Parallel Computing: How to run your code in multiple parallel processes using your existing multicore computer?

R provides a number of convenient facilities for parallel computing. The following method shows you how to setup and run a parallel process on your current multicore device, without need for additional hardware. 

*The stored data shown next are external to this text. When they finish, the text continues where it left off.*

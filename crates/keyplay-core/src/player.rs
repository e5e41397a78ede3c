//! Player control
//!
//! Chooses between adaptive streaming and native playback for a URL and owns
//! the streaming session, if one is active. At most one session is alive at a
//! time: it is destroyed before a new one is created and whenever the player
//! is stopped.

use std::cell::RefCell;
use tracing::{debug, info, warn};

use crate::{types::PlaybackRoute, Result};

/// Media element plus the container that wraps it
pub trait VideoSurface: Clone + 'static {
    fn set_source(&self, url: &str);
    fn clear_source(&self);
    fn play(&self);
    fn pause(&self);
    fn set_visible(&self, visible: bool);
}

/// Callback fired once the engine has parsed the manifest
pub type ManifestReady = Box<dyn FnOnce()>;

/// Adaptive-streaming engine (hls.js in the browser)
pub trait StreamingEngine<V: VideoSurface> {
    type Session: StreamingSession;

    /// Whether the runtime can play through the engine at all
    fn is_supported(&self) -> bool;

    /// Load `url`, attach it to `surface` and call `on_ready` after the
    /// manifest is parsed.
    fn load(&self, url: &str, surface: &V, on_ready: ManifestReady) -> Result<Self::Session>;
}

/// A live engine instance
pub trait StreamingSession {
    /// Detach from the media element and release the instance
    fn destroy(self);
}

/// Object-safe playback interface consumed by the flow handlers
pub trait Playback {
    fn start(&self, url: &str) -> PlaybackRoute;
    fn stop(&self);
}

/// Whether `url` should go through the streaming engine
pub fn choose_route(url: &str, engine_supported: bool, manifest_marker: &str) -> PlaybackRoute {
    if engine_supported && url.contains(manifest_marker) {
        PlaybackRoute::Streaming
    } else {
        PlaybackRoute::Native
    }
}

/// Owns the surface, the engine and at most one streaming session
pub struct PlayerController<V: VideoSurface, E: StreamingEngine<V>> {
    surface: V,
    engine: E,
    manifest_marker: String,
    active: RefCell<Option<E::Session>>,
}

impl<V: VideoSurface, E: StreamingEngine<V>> PlayerController<V, E> {
    pub fn new(surface: V, engine: E, manifest_marker: impl Into<String>) -> Self {
        Self {
            surface,
            engine,
            manifest_marker: manifest_marker.into(),
            active: RefCell::new(None),
        }
    }

    pub fn surface(&self) -> &V {
        &self.surface
    }

    /// True while a streaming session is owned
    pub fn has_session(&self) -> bool {
        self.active.borrow().is_some()
    }

    fn release_session(&self) {
        let previous = self.active.borrow_mut().take();
        if let Some(session) = previous {
            debug!("Destroying previous streaming session");
            session.destroy();
        }
    }

    fn play_native(&self, url: &str) {
        self.surface.set_source(url);
        self.surface.play();
        self.surface.set_visible(true);
    }
}

impl<V: VideoSurface, E: StreamingEngine<V>> Playback for PlayerController<V, E> {
    fn start(&self, url: &str) -> PlaybackRoute {
        self.release_session();

        let route = choose_route(url, self.engine.is_supported(), &self.manifest_marker);
        info!(url = %url, route = %route, "Starting playback");

        if route == PlaybackRoute::Native {
            self.play_native(url);
            return route;
        }

        let surface = self.surface.clone();
        let on_ready: ManifestReady = Box::new(move || {
            surface.play();
            surface.set_visible(true);
        });

        match self.engine.load(url, &self.surface, on_ready) {
            Ok(session) => {
                *self.active.borrow_mut() = Some(session);
                PlaybackRoute::Streaming
            }
            Err(e) => {
                warn!(error = %e, code = e.error_code(), "Streaming engine failed, falling back to native playback");
                self.play_native(url);
                PlaybackRoute::Native
            }
        }
    }

    fn stop(&self) {
        self.release_session();
        self.surface.set_visible(false);
        self.surface.pause();
        self.surface.clear_source();
    }
}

Setting up for parallelization

The number of parallel processes you can run simultaneously depends on the number of cores in your machine. If you are on a Windows PC, open ‘Task Manager’ => ‘Performance’ tab, and count the number of boxes below “CPU Usage History”. That is the maximum number of parallel processes you can run in your computer.
You can practically use all of them for R computations, however, it is a good idea to leave out a core or two for background system processes. Here is how you can set up your R session for parallel processing:

# Registering cores for parallel process
library(doSNOW)
cl <- makeCluster(4, type="SOCK") # 4 – number of cores
registerDoSNOW(cl) # Register Backend Cores for Parallel Computing

Running the parallel process

Once the cores are set up to run computations in parallel, the ‘foreach’ loop (from foreach package) can run your functions in parallel by opening as many parallel R session as the number of cores you have registered. The difference between a regular for-loop and for-each loop is, the for-loop runs serially, i.e. your loop processes one value of loop-counter (i) at a time.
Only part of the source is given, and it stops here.